Task statement: Since the entries below must stay intact, return each one exactly.

Dataset excerpts:
//! Swipe gesture interpretation
//!
//! Pointer coordinates are expressed in pointer units (pixel-like); the
//! translator scales terminal cells into these units before they get here.

use serde::{Deserialize, Serialize};

use super::carousel::Direction;

/// Minimum horizontal travel for a swipe to commit
pub const SWIPE_THRESHOLD: f64 = 50.0;
/// Lowest card opacity while dragging or transitioning
pub const OPACITY_FLOOR: f64 = 0.7;
/// Horizontal travel over which drag opacity falls from 1.0 to the floor
const OPACITY_FALLOFF: f64 = 200.0;
/// Fraction of the drag distance the card follows
const TRANSLATE_FACTOR: f64 = 0.3;

/// A pointer position in pointer units
#[derive(Debug, Clone, Copy, PartialEq, Default, Serialize, Deserialize)]
pub struct Point {
    pub x: f64,
    pub y: f64,
}

impl Point {
    pub fn new(x: f64, y: f64) -> Self {
        Self { x, y }
    }
}

/// Cosmetic card feedback applied while dragging
#[derive(Debug, Clone, Copy, PartialEq)]
pub struct DragFeedback {
    pub opacity: f64,
    pub offset_x: f64,
}

impl DragFeedback {
    pub const BASELINE: DragFeedback = DragFeedback {
        opacity: 1.0,
        offset_x: 0.0,
    };

    /// Feedback for a horizontal drag distance
    pub fn for_delta(delta_x: f64) -> Self {
        Self {
            opacity: (1.0 - delta_x.abs() / OPACITY_FALLOFF).max(OPACITY_FLOOR),
            offset_x: delta_x * TRANSLATE_FACTOR,
        }
    }
}

impl Default for DragFeedback {
    fn default() -> Self {
        Self::BASELINE
    }
}

/// An in-progress drag: where it started and where the pointer is now
#[derive(Debug, Clone, Copy, PartialEq)]
pub struct Gesture {
    start: Point,
    current: Point,
}

impl Gesture {
    pub fn new(start: Point) -> Self {
        Self {
            start,
            current: start,
        }
    }

    pub fn move_to(&mut self, point: Point) {
        self.current = point;
    }

    pub fn delta(&self) -> (f64, f64) {
        (
            self.current.x - self.start.x,
            self.current.y - self.start.y,
        )
    }

    pub fn feedback(&self) -> DragFeedback {
        DragFeedback::for_delta(self.delta().0)
    }

    /// The step this gesture commits on release, if any.
    ///
    /// Only a horizontal-dominant travel beyond `threshold` counts: a
    /// rightward swipe goes to the previous item, a leftward one to the next.
    pub fn swipe(&self, threshold: f64) -> Option<Direction> {
        let (dx, dy) = self.delta();
        if dx.abs() > dy.abs() && dx.abs() > threshold {
            if dx > 0.0 {
                Some(Direction::Previous)
            } else {
                Some(Direction::Next)
            }
        } else {
            None
        }
    }
}

#[cfg(test)]
mod tests {
    use pretty_assertions::assert_eq;
    use rstest::rstest;

    use super::*;

    fn gesture(dx: f64, dy: f64) -> Gesture {
        let mut g = Gesture::new(Point::new(100.0, 100.0));
        g.move_to(Point::new(100.0 + dx, 100.0 + dy));
        g
    }

    #[rstest]
    #[case(-60.0, 5.0, Some(Direction::Next))]
    #[case(60.0, 5.0, Some(Direction::Previous))]
    #[case(-40.0, 0.0, None)]
    #[case(30.0, 40.0, None)]
    #[case(-50.0, 0.0, None)]
    #[case(-80.0, 80.0, None)]
    #[case(-81.0, 80.0, Some(Direction::Next))]
    fn test_swipe(#[case] dx: f64, #[case] dy: f64, #[case] expected: Option<Direction>) {
        assert_eq!(gesture(dx, dy).swipe(SWIPE_THRESHOLD), expected);
    }

    #[test]
    fn test_new_gesture_has_zero_delta() {
        let g = Gesture::new(Point::new(3.0, 4.0));
        assert_eq!(g.delta(), (0.0, 0.0));
        assert_eq!(g.feedback(), DragFeedback::BASELINE);
    }

    #[test]
    fn test_feedback_scales_with_distance() {
        let feedback = DragFeedback::for_delta(-20.0);
        assert!((feedback.opacity - 0.9).abs() < 1e-9);
        assert!((feedback.offset_x + 6.0).abs() < 1e-9);
    }

    #[test]
    fn test_feedback_opacity_floor() {
        let feedback = DragFeedback::for_delta(500.0);
        assert_eq!(feedback.opacity, OPACITY_FLOOR);
        assert!((feedback.offset_x - 150.0).abs() < 1e-9);
    }
}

Your response:
//! Swipe gesture interpretation
//!
//! Pointer coordinates are expressed in pointer units (pixel-like); the
//! translator scales terminal cells into these units before they get here.

use serde::{Deserialize, Serialize};

use super::carousel::Direction;

/// Minimum horizontal travel for a swipe to commit
pub const SWIPE_THRESHOLD: f64 = 50.0;
/// Lowest card opacity while dragging or transitioning
pub const OPACITY_FLOOR: f64 = 0.7;
/// Horizontal travel over which drag opacity falls from 1.0 to the floor
const OPACITY_FALLOFF: f64 = 200.0;
/// Fraction of the drag distance the card follows
const TRANSLATE_FACTOR: f64 = 0.3;

/// A pointer position in pointer units
#[derive(Debug, Clone, Copy, PartialEq, Default, Serialize, Deserialize)]
pub struct Point {
    pub x: f64,
    pub y: f64,
}

impl Point {
    pub fn new(x: f64, y: f64) -> Self {
        Self { x, y }
    }
}

/// Cosmetic card feedback applied while dragging
#[derive(Debug, Clone, Copy, PartialEq)]
pub struct DragFeedback {
    pub opacity: f64,
    pub offset_x: f64,
}

impl DragFeedback {
    pub const BASELINE: DragFeedback = DragFeedback {
        opacity: 1.0,
        offset_x: 0.0,
    };

    /// Feedback for a horizontal drag distance
    pub fn for_delta(delta_x: f64) -> Self {
        Self {
            opacity: (1.0 - delta_x.abs() / OPACITY_FALLOFF).max(OPACITY_FLOOR),
            offset_x: delta_x * TRANSLATE_FACTOR,
        }
    }
}

impl Default for DragFeedback {
    fn default() -> Self {
        Self::BASELINE
    }
}

/// An in-progress drag: where it started and where the pointer is now
#[derive(Debug, Clone, Copy, PartialEq)]
pub struct Gesture {
    start: Point,
    current: Point,
}

impl Gesture {
    pub fn new(start: Point) -> Self {
        Self {
            start,
            current: start,
        }
    }

    pub fn move_to(&mut self, point: Point) {
        self.current = point;
    }

    pub fn delta(&self) -> (f64, f64) {
        (
            self.current.x - self.start.x,
            self.current.y - self.start.y,
        )
    }

    pub fn feedback(&self) -> DragFeedback {
        DragFeedback::for_delta(self.delta().0)
    }

    /// The step this gesture commits on release, if any.
    ///
    /// Only a horizontal-dominant travel beyond `threshold` counts: a
    /// rightward swipe goes to the previous item, a leftward one to the next.
    pub fn swipe(&self, threshold: f64) -> Option<Direction> {
        let (dx, dy) = self.delta();
        if dx.abs() > dy.abs() && dx.abs() > threshold {
            if dx > 0.0 {
                Some(Direction::Previous)
            } else {
                Some(Direction::Next)
            }
        } else {
            None
        }
    }
}

#[cfg(test)]
mod tests {
    use pretty_assertions::assert_eq;
    use rstest::rstest;

    use super::*;

    fn gesture(dx: f64, dy: f64) -> Gesture {
        let mut g = Gesture::new(Point::new(100.0, 100.0));
        g.move_to(Point::new(100.0 + dx, 100.0 + dy));
        g
    }

    #[rstest]
    #[case(-60.0, 5.0, Some(Direction::Next))]
    #[case(60.0, 5.0, Some(Direction::Previous))]
    #[case(-40.0, 0.0, None)]
    #[case(30.0, 40.0, None)]
    #[case(-50.0, 0.0, None)]
    #[case(-80.0, 80.0, None)]
    #[case(-81.0, 80.0, Some(Direction::Next))]
    fn test_swipe(#[case] dx: f64, #[case] dy: f64, #[case] expected: Option<Direction>) {
        assert_eq!(gesture(dx, dy).swipe(SWIPE_THRESHOLD), expected);
    }

    #[test]
    fn test_new_gesture_has_zero_delta() {
        let g = Gesture::new(Point::new(3.0, 4.0));
        assert_eq!(g.delta(), (0.0, 0.0));
        assert_eq!(g.feedback(), DragFeedback::BASELINE);
    }

    #[test]
    fn test_feedback_scales_with_distance() {
        let feedback = DragFeedback::for_delta(-20.0);
        assert!((feedback.opacity - 0.9).abs() < 1e-9);
        assert!((feedback.offset_x + 6.0).abs() < 1e-9);
    }

    #[test]
    fn test_feedback_opacity_floor() {
        let feedback = DragFeedback::for_delta(500.0);
        assert_eq!(feedback.opacity, OPACITY_FLOOR);
        assert!((feedback.offset_x - 150.0).abs() < 1e-9);
    }
}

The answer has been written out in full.